Problem: Please retype all the data below exactly, line for line.

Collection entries
★ ★ ★ ★ ★

//! Gateway between one local socket and one tunneled connection.
//!
//! The tunnel contract is half-duplex request/response, so the gateway
//! emulates a full-duplex socket with an adaptive polling loop: every
//! iteration pushes buffered local bytes through Write and polls the remote
//! side with Read. Traffic in either direction snaps the poll interval back
//! to its minimum; idle iterations grow it geometrically so an inactive
//! tunnel costs little. Iteration wall-clock time is subtracted from the
//! next wait so channel latency does not inflate the polling cadence.

use crate::client::TunnelClient;
use portway_core::probe::probe;
use portway_core::scramble::scrambled;
use portway_core::{TunnelError, TunnelResult, BUFFER_SIZE};
use std::io::ErrorKind;
use std::sync::Arc;
use std::time::{Duration, Instant};
use tokio::io::AsyncWriteExt;
use tokio::net::TcpStream;
use tokio::sync::watch;
use tokio::time;
use tracing::{debug, error, info, warn};

/// Shortest wait between iterations (active mode).
pub const POLL_MIN: Duration = Duration::from_millis(10);
/// Longest wait between iterations (idle backoff cap).
pub const POLL_MAX: Duration = Duration::from_millis(5000);
/// Idle backoff growth factor.
pub const POLL_GROWTH: f64 = 1.1;
/// Window for the local-socket liveness probe.
const PROBE_WINDOW: Duration = Duration::from_millis(100);

/// One gateway per accepted local socket.
pub struct Gateway {
    tunnel: Arc<TunnelClient>,
    sid: i32,
    cid: i32,
    local: TcpStream,
}

impl Gateway {
    /// Dial the remote endpoint through the tunnel. A failed dial is
    /// terminal: the local socket is dropped and no loop starts.
    pub async fn open(
        tunnel: Arc<TunnelClient>,
        sid: i32,
        local: TcpStream,
        address: &str,
        port: u16,
    ) -> TunnelResult<Self> {
        let response = tunnel.connect(sid, address, port).await?;
        info!(message = %response.message, "tunnel connect");
        if !response.success {
            return Err(TunnelError::Connect(response.message));
        }
        Ok(Self {
            tunnel,
            sid,
            cid: response.cid,
            local,
        })
    }

    pub fn cid(&self) -> i32 {
        self.cid
    }

    /// Drive the polling loop until the connection dies on either side or
    /// the shutdown signal fires, then disconnect and release the socket.
    pub async fn run(mut self, mut shutdown: watch::Receiver<bool>) {
        let mut buffer = vec![0u8; BUFFER_SIZE];
        let mut poll = POLL_MIN;
        let mut elapsed = Duration::ZERO;
        let mut stop = false;

        while !stop {
            // Wait out the poll interval, leaving early on shutdown. A
            // dropped sender counts as shutdown.
            if time::timeout(wait_time(poll, elapsed), shutdown.changed())
                .await
                .is_ok()
            {
                debug!(cid = self.cid, "gateway stop signalled");
                break;
            }
            let start = Instant::now();

            let report = match probe(&self.local, PROBE_WINDOW).await {
                Ok(report) => report,
                Err(e) => {
                    warn!(cid = self.cid, error = %e, "local probe failed");
                    break;
                }
            };
            if !report.alive {
                debug!(cid = self.cid, "local socket closed");
                break;
            }

            if report.data_available {
                match self.local.try_read(&mut buffer) {
                    Ok(0) => break,
                    Ok(count) => {
                        let data = scrambled(buffer[..count].to_vec(), self.cid);
                        match self.tunnel.write(self.sid, self.cid, data).await {
                            Ok(response) if response.success => {
                                if !response.connected {
                                    stop = true;
                                }
                            }
                            Ok(response) => {
                                error!(cid = self.cid, message = %response.message, "tunnel write failed");
                                stop = true;
                            }
                            Err(e) => {
                                error!(cid = self.cid, error = %e, "tunnel write failed");
                                stop = true;
                            }
                        }
                        // Traffic seen: back to active mode.
                        poll = POLL_MIN;
                    }
                    Err(e) if e.kind() == ErrorKind::WouldBlock => {}
                    Err(e) => {
                        error!(cid = self.cid, error = %e, "local read failed");
                        stop = true;
                    }
                }
            } else {
                poll = grow(poll);
            }

            // Poll the tunnel for remote data regardless of the write leg.
            match self.tunnel.read(self.sid, self.cid).await {
                Ok(response) if response.success => {
                    if response.connected && response.data_available {
                        let data = scrambled(response.data, self.cid);
                        if let Err(e) = self.local.write_all(&data).await {
                            error!(cid = self.cid, error = %e, "local write failed");
                            stop = true;
                        }
                        poll = POLL_MIN;
                    } else if !response.connected {
                        debug!(cid = self.cid, "remote closed");
                        stop = true;
                    }
                }
                Ok(response) => {
                    error!(cid = self.cid, message = %response.message, "tunnel read failed");
                    stop = true;
                }
                Err(e) => {
                    error!(cid = self.cid, error = %e, "tunnel read failed");
                    stop = true;
                }
            }

            elapsed = start.elapsed();
        }

        self.close().await;
    }

    /// Release the local socket and tell the tunnel to drop the connection.
    async fn close(mut self) {
        let _ = self.local.shutdown().await;
        match self.tunnel.disconnect(self.sid, self.cid).await {
            Ok(response) => info!(cid = self.cid, message = %response.message, "gateway closed"),
            Err(e) => warn!(cid = self.cid, error = %e, "disconnect failed"),
        }
    }
}

/// Next wait: the poll interval minus the last iteration's wall-clock
/// duration, floored at the minimum; zero when the iteration already
/// overran the interval (catch-up).
fn wait_time(poll: Duration, elapsed: Duration) -> Duration {
    if elapsed > poll {
        Duration::ZERO
    } else {
        (poll - elapsed).max(POLL_MIN)
    }
}

/// Grow the idle poll interval by the backoff factor, rounding to the
/// nearest millisecond, capped at the maximum.
fn grow(poll: Duration) -> Duration {
    let grown = (poll.as_millis() as f64 * POLL_GROWTH).round() as u64;
    Duration::from_millis(grown).min(POLL_MAX)
}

★ ★ ★ ★ ★

Output of the task:
//! Gateway between one local socket and one tunneled connection.
//!
//! The tunnel contract is half-duplex request/response, so the gateway
//! emulates a full-duplex socket with an adaptive polling loop: every
//! iteration pushes buffered local bytes through Write and polls the remote
//! side with Read. Traffic in either direction snaps the poll interval back
//! to its minimum; idle iterations grow it geometrically so an inactive
//! tunnel costs little. Iteration wall-clock time is subtracted from the
//! next wait so channel latency does not inflate the polling cadence.

use crate::client::TunnelClient;
use portway_core::probe::probe;
use portway_core::scramble::scrambled;
use portway_core::{TunnelError, TunnelResult, BUFFER_SIZE};
use std::io::ErrorKind;
use std::sync::Arc;
use std::time::{Duration, Instant};
use tokio::io::AsyncWriteExt;
use tokio::net::TcpStream;
use tokio::sync::watch;
use tokio::time;
use tracing::{debug, error, info, warn};

/// Shortest wait between iterations (active mode).
pub const POLL_MIN: Duration = Duration::from_millis(10);
/// Longest wait between iterations (idle backoff cap).
pub const POLL_MAX: Duration = Duration::from_millis(5000);
/// Idle backoff growth factor.
pub const POLL_GROWTH: f64 = 1.1;
/// Window for the local-socket liveness probe.
const PROBE_WINDOW: Duration = Duration::from_millis(100);

/// One gateway per accepted local socket.
pub struct Gateway {
    tunnel: Arc<TunnelClient>,
    sid: i32,
    cid: i32,
    local: TcpStream,
}

impl Gateway {
    /// Dial the remote endpoint through the tunnel. A failed dial is
    /// terminal: the local socket is dropped and no loop starts.
    pub async fn open(
        tunnel: Arc<TunnelClient>,
        sid: i32,
        local: TcpStream,
        address: &str,
        port: u16,
    ) -> TunnelResult<Self> {
        let response = tunnel.connect(sid, address, port).await?;
        info!(message = %response.message, "tunnel connect");
        if !response.success {
            return Err(TunnelError::Connect(response.message));
        }
        Ok(Self {
            tunnel,
            sid,
            cid: response.cid,
            local,
        })
    }

    pub fn cid(&self) -> i32 {
        self.cid
    }

    /// Drive the polling loop until the connection dies on either side or
    /// the shutdown signal fires, then disconnect and release the socket.
    pub async fn run(mut self, mut shutdown: watch::Receiver<bool>) {
        let mut buffer = vec![0u8; BUFFER_SIZE];
        let mut poll = POLL_MIN;
        let mut elapsed = Duration::ZERO;
        let mut stop = false;

        while !stop {
            // Wait out the poll interval, leaving early on shutdown. A
            // dropped sender counts as shutdown.
            if time::timeout(wait_time(poll, elapsed), shutdown.changed())
                .await
                .is_ok()
            {
                debug!(cid = self.cid, "gateway stop signalled");
                break;
            }
            let start = Instant::now();

            let report = match probe(&self.local, PROBE_WINDOW).await {
                Ok(report) => report,
                Err(e) => {
                    warn!(cid = self.cid, error = %e, "local probe failed");
                    break;
                }
            };
            if !report.alive {
                debug!(cid = self.cid, "local socket closed");
                break;
            }

            if report.data_available {
                match self.local.try_read(&mut buffer) {
                    Ok(0) => break,
                    Ok(count) => {
                        let data = scrambled(buffer[..count].to_vec(), self.cid);
                        match self.tunnel.write(self.sid, self.cid, data).await {
                            Ok(response) if response.success => {
                                if !response.connected {
                                    stop = true;
                                }
                            }
                            Ok(response) => {
                                error!(cid = self.cid, message = %response.message, "tunnel write failed");
                                stop = true;
                            }
                            Err(e) => {
                                error!(cid = self.cid, error = %e, "tunnel write failed");
                                stop = true;
                            }
                        }
                        // Traffic seen: back to active mode.
                        poll = POLL_MIN;
                    }
                    Err(e) if e.kind() == ErrorKind::WouldBlock => {}
                    Err(e) => {
                        error!(cid = self.cid, error = %e, "local read failed");
                        stop = true;
                    }
                }
            } else {
                poll = grow(poll);
            }

            // Poll the tunnel for remote data regardless of the write leg.
            match self.tunnel.read(self.sid, self.cid).await {
                Ok(response) if response.success => {
                    if response.connected && response.data_available {
                        let data = scrambled(response.data, self.cid);
                        if let Err(e) = self.local.write_all(&data).await {
                            error!(cid = self.cid, error = %e, "local write failed");
                            stop = true;
                        }
                        poll = POLL_MIN;
                    } else if !response.connected {
                        debug!(cid = self.cid, "remote closed");
                        stop = true;
                    }
                }
                Ok(response) => {
                    error!(cid = self.cid, message = %response.message, "tunnel read failed");
                    stop = true;
                }
                Err(e) => {
                    error!(cid = self.cid, error = %e, "tunnel read failed");
                    stop = true;
                }
            }

            elapsed = start.elapsed();
        }

        self.close().await;
    }

    /// Release the local socket and tell the tunnel to drop the connection.
    async fn close(mut self) {
        let _ = self.local.shutdown().await;
        match self.tunnel.disconnect(self.sid, self.cid).await {
            Ok(response) => info!(cid = self.cid, message = %response.message, "gateway closed"),
            Err(e) => warn!(cid = self.cid, error = %e, "disconnect failed"),
        }
    }
}

/// Next wait: the poll interval minus the last iteration's wall-clock
/// duration, floored at the minimum; zero when the iteration already
/// overran the interval (catch-up).
fn wait_time(poll: Duration, elapsed: Duration) -> Duration {
    if elapsed > poll {
        Duration::ZERO
    } else {
        (poll - elapsed).max(POLL_MIN)
    }
}

/// Grow the idle poll interval by the backoff factor, rounding to the
/// nearest millisecond, capped at the maximum.
fn grow(poll: Duration) -> Duration {
    let grown = (poll.as_millis() as f64 * POLL_GROWTH).round() as u64;
    Duration::from_millis(grown).min(POLL_MAX)
}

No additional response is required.